How to complete this task –
Find every line below where the word "fall" occurs. Then say how many there are, giving only the number.

Supplied material –
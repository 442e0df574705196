//! Structured logging system using tracing crate
//!
//! ## Environment Variables
//!
//! - `LOG_LEVEL`: Log level (ERROR, WARN, INFO, DEBUG, TRACE) - defaults to INFO
//! - `LOG_FORMAT`: Output format (json, pretty, compact) - defaults to json
//! - `LOG_SPANS`: Include span events (true/false) - defaults to false
//! - `RUST_LOG`: Override log filtering (follows env_logger format)
//!
//! ```bash
//! LOG_FORMAT=pretty LOG_LEVEL=DEBUG amr-console run
//! ```
//!
//! Secret material (secret keys, session tokens, signatures, id tokens) is
//! never passed to these macros or to any log call.

use std::env;
use tracing::Level;
use tracing_subscriber::{fmt, prelude::*, EnvFilter};

/// Log output format options
#[derive(Debug, Clone, Copy, PartialEq, Eq)]
pub enum LogFormat {
    /// JSON format for structured logging (machine-readable)
    Json,
    /// Pretty format with colors and indentation (human-readable)
    Pretty,
    /// Compact format with colors but minimal spacing (terminal-friendly)
    Compact,
}

impl LogFormat {
    /// Parse log format from string; unknown values fall back to JSON
    pub fn parse(s: &str) -> Self {
        match s.to_lowercase().as_str() {
            "json" => LogFormat::Json,
            "pretty" => LogFormat::Pretty,
            "compact" => LogFormat::Compact,
            _ => LogFormat::Json,
        }
    }
}

/// Parse a `LOG_LEVEL` value; unknown values fall back to INFO
pub fn parse_level(s: &str) -> Level {
    match s.to_uppercase().as_str() {
        "ERROR" => Level::ERROR,
        "WARN" => Level::WARN,
        "INFO" => Level::INFO,
        "DEBUG" => Level::DEBUG,
        "TRACE" => Level::TRACE,
        _ => Level::INFO,
    }
}

/// Dependencies clamped to `warn` unless `RUST_LOG` says otherwise
const QUIET_DEPENDENCIES: [&str; 5] = ["rumqttc", "hyper", "reqwest", "warp", "tokio"];

fn build_filter(level: Level) -> EnvFilter {
    if let Ok(rust_log) = env::var("RUST_LOG") {
        return EnvFilter::new(rust_log);
    }

    let directives = std::iter::once(level.to_string())
        .chain(QUIET_DEPENDENCIES.iter().map(|dep| format!("{dep}=warn")))
        .collect::<Vec<_>>()
        .join(",");
    EnvFilter::new(directives)
}

fn span_events(include_spans: bool) -> fmt::format::FmtSpan {
    if include_spans {
        fmt::format::FmtSpan::NEW | fmt::format::FmtSpan::CLOSE
    } else {
        fmt::format::FmtSpan::NONE
    }
}

/// Initialize logging with manual configuration
///
/// Safe to call more than once; later calls are no-ops.
pub fn init_logging(level: Level, format: LogFormat, include_spans: bool) {
    let subscriber = tracing_subscriber::registry().with(build_filter(level));

    let result = match format {
        LogFormat::Json => subscriber
            .with(fmt::layer().json().with_span_events(span_events(include_spans)))
            .try_init(),
        LogFormat::Pretty => subscriber
            .with(
                fmt::layer()
                    .pretty()
                    .with_ansi(true)
                    .with_span_events(span_events(include_spans)),
            )
            .try_init(),
        LogFormat::Compact => subscriber
            .with(
                fmt::layer()
                    .compact()
                    .with_ansi(true)
                    .with_target(false)
                    .with_span_events(span_events(include_spans)),
            )
            .try_init(),
    };

    if result.is_err() {
        tracing::debug!("Global subscriber already installed");
    }
}

/// Initialize logging from environment variables
pub fn init_default_logging() {
    let level = parse_level(&env::var("LOG_LEVEL").unwrap_or_else(|_| "INFO".to_string()));
    let format = LogFormat::parse(&env::var("LOG_FORMAT").unwrap_or_else(|_| "json".to_string()));
    let include_spans = env::var("LOG_SPANS")
        .unwrap_or_else(|_| "false".to_string())
        .to_lowercase()
        == "true";

    init_logging(level, format, include_spans);
}

/// Span for one connection establish attempt
#[macro_export]
macro_rules! connection_span {
    ($($field:tt)*) => {
        tracing::info_span!("connection_attempt", $($field)*)
    };
}

/// Span for one operator command
#[macro_export]
macro_rules! command_span {
    ($($field:tt)*) => {
        tracing::info_span!("operator_command", $($field)*)
    };
}

pub use {command_span, connection_span};

#[cfg(test)]
mod tests {
    use super::*;

    #[test]
    fn test_log_format_parse_case_insensitive() {
        assert_eq!(LogFormat::parse("jSoN"), LogFormat::Json);
        assert_eq!(LogFormat::parse("PrEtTy"), LogFormat::Pretty);
        assert_eq!(LogFormat::parse("CoMpAcT"), LogFormat::Compact);
    }

    #[test]
    fn test_log_format_parse_invalid_defaults_to_json() {
        assert_eq!(LogFormat::parse("invalid"), LogFormat::Json);
        assert_eq!(LogFormat::parse(""), LogFormat::Json);
        assert_eq!(LogFormat::parse("yaml"), LogFormat::Json);
    }

    #[test]
    fn test_parse_level() {
        let cases = [
            ("ERROR", Level::ERROR),
            ("warn", Level::WARN),
            ("Info", Level::INFO),
            ("DEBUG", Level::DEBUG),
            ("trace", Level::TRACE),
            ("verbose", Level::INFO),
        ];
        for (input, expected) in cases {
            assert_eq!(parse_level(input), expected, "Failed for input: {input}");
        }
    }

    #[test]
    fn test_span_macros_build() {
        let span = connection_span!(attempt = 1u32, thing = "AMR-001");
        let _entered = span.enter();
        let command = command_span!(command = "call", destination = "A-01");
        drop(command);
    }
}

Response to the task –
2